Fig. 1. Downy mildew disease caused by Peronospora belbahrii on basil tree. A, downy mildew occurred in a plastic house containing numerous basil tree pots; B, early symptom of yellowish, or yellow-green, leaves; C, late symptom of the leaves covered with greyish to brown conidia and often defoliation; D, yellowing and brownish spots on upper leaf surfaces; E, whitish conidiophores and greyish conidia on corresponding lower surfaces; F, conidiophore; G, ultimate branchlets; H, I, conidia (scale bars: F = 100 μm, G, H = 10 μm)
To confirm morphological identification, both ITS rDNA and cox2 mtDNA were sequenced, and the resulting sequences were deposited in GenBank (accession nos. MG793199 for ITS, MG793198 for cox2).
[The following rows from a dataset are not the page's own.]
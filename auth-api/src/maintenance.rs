/*
 * Copyright 2025 Security Union LLC
 *
 * Licensed under either of
 *
 * * Apache License, Version 2.0
 *   (http://www.apache.org/licenses/LICENSE-2.0)
 * * MIT license
 *   (http://opensource.org/licenses/MIT)
 *
 * at your option.
 */

//! Periodic retention sweep for login sessions and API tokens.

use std::sync::Arc;
use std::time::Duration;

use tokio::task::JoinHandle;

use crate::service::{AuthService, TokenService};

#[derive(Debug, Clone, Copy)]
pub struct Retention {
    /// Login sessions older than this are deleted.
    pub sessions: chrono::Duration,
    /// Tokens expired longer than this are deleted.
    pub expired_tokens: chrono::Duration,
    /// Tokens revoked longer than this are deleted.
    pub revoked_tokens: chrono::Duration,
}

/// One pass over every cleanup. A failing step is logged and does not stop
/// the others.
pub async fn sweep(auth: &AuthService, tokens: &TokenService, retention: Retention) {
    if let Err(e) = auth.cleanup_expired_sessions(retention.sessions).await {
        tracing::warn!("session cleanup failed: {e}");
    }
    if let Err(e) = tokens.cleanup_expired_tokens(retention.expired_tokens).await {
        tracing::warn!("expired token cleanup failed: {e}");
    }
    if let Err(e) = tokens.cleanup_revoked_tokens(retention.revoked_tokens).await {
        tracing::warn!("revoked token cleanup failed: {e}");
    }
}

/// Run [`sweep`] every `period` until the process exits.
pub fn spawn(
    auth: Arc<AuthService>,
    tokens: Arc<TokenService>,
    retention: Retention,
    period: Duration,
) -> JoinHandle<()> {
    tokio::spawn(async move {
        let mut ticker = tokio::time::interval(period);
        ticker.set_missed_tick_behavior(tokio::time::MissedTickBehavior::Delay);
        loop {
            ticker.tick().await;
            tracing::debug!("running retention sweep");
            sweep(&auth, &tokens, retention).await;
        }
    })
}
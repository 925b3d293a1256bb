/*
 * Copyright 2025 Security Union LLC
 *
 * Licensed under either of
 *
 * * Apache License, Version 2.0
 *   (http://www.apache.org/licenses/LICENSE-2.0)
 * * MIT license
 *   (http://opensource.org/licenses/MIT)
 *
 * at your option.
 */

//! Federated authentication service library.
//!
//! Signs users in through external OpenID Connect providers (PKCE
//! authorization-code flow), links provider identities to local users, and
//! issues and validates first-party API tokens. The binary entry point
//! (`main.rs`) is a thin wrapper that calls into this library.

pub mod audit;
pub mod auth;
pub mod clock;
pub mod config;
pub mod db;
pub mod error;
pub mod http;
pub mod maintenance;
pub mod model;
pub mod oidc;
pub mod policy;
pub mod routes;
pub mod scope;
pub mod secret;
pub mod service;
pub mod state;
A BLASTn search revealed that, in regard to the ITS sequence, the Korean isolate differed only by a nucleotide from the P. belbahrii sequences from China (KP657570) and Korea (KX228833), and by two nucleotides from those of the Czech Republic (KJ960193), Cyprus (KF419290), Germany (FJ394335) and Switzerland (AY831719). The cox2 sequence revealed two nucleotide substitutions with those from Germany (FJ394344, KJ654229). In phylogenetic investigations for ITS rDNA (Fig. 2A) and cox2 mtDNA (Fig. 2B), the sequences of the downy mildew pathogen of the basil tree grouped strongly with the sequences of P. belbahrii of sweet basil, with high supporting values of 93% in ITS and 100% in cox2, proving its identification as P. belbahrii.
Fig. 2.Minimum evolution trees based on the internal transcribed spacer rDNA (A) and cytochrome oxidase II mtDNA (B) sequences. Boot strapping support values higher than 60% are given above the branches. Basil tree downy mildew specimens are shown in bold. The scale bar equals the number of nucleotide substitutions per site.
During the past fifteen years, P. belbahrii had been reported as a destructive downy mildew pathogen of sweet basil in countries on several continents [6, 13] including Korea [7]. In regard to the present morphological and molecular dataset, the pathogens found on sweet basil and basil trees in Korea were identical, confirming it as P. belbahrii, which suggests that it may have host-jumped between the two plants and may be in the process of spreading into different Ocimum plants. To our knowledge, this is the first record of a downy mildew affecting basil trees anywhere in the world. Considering the increasing demand for this crop, this disease may pose a serious risk to the management of basil tree cultivation.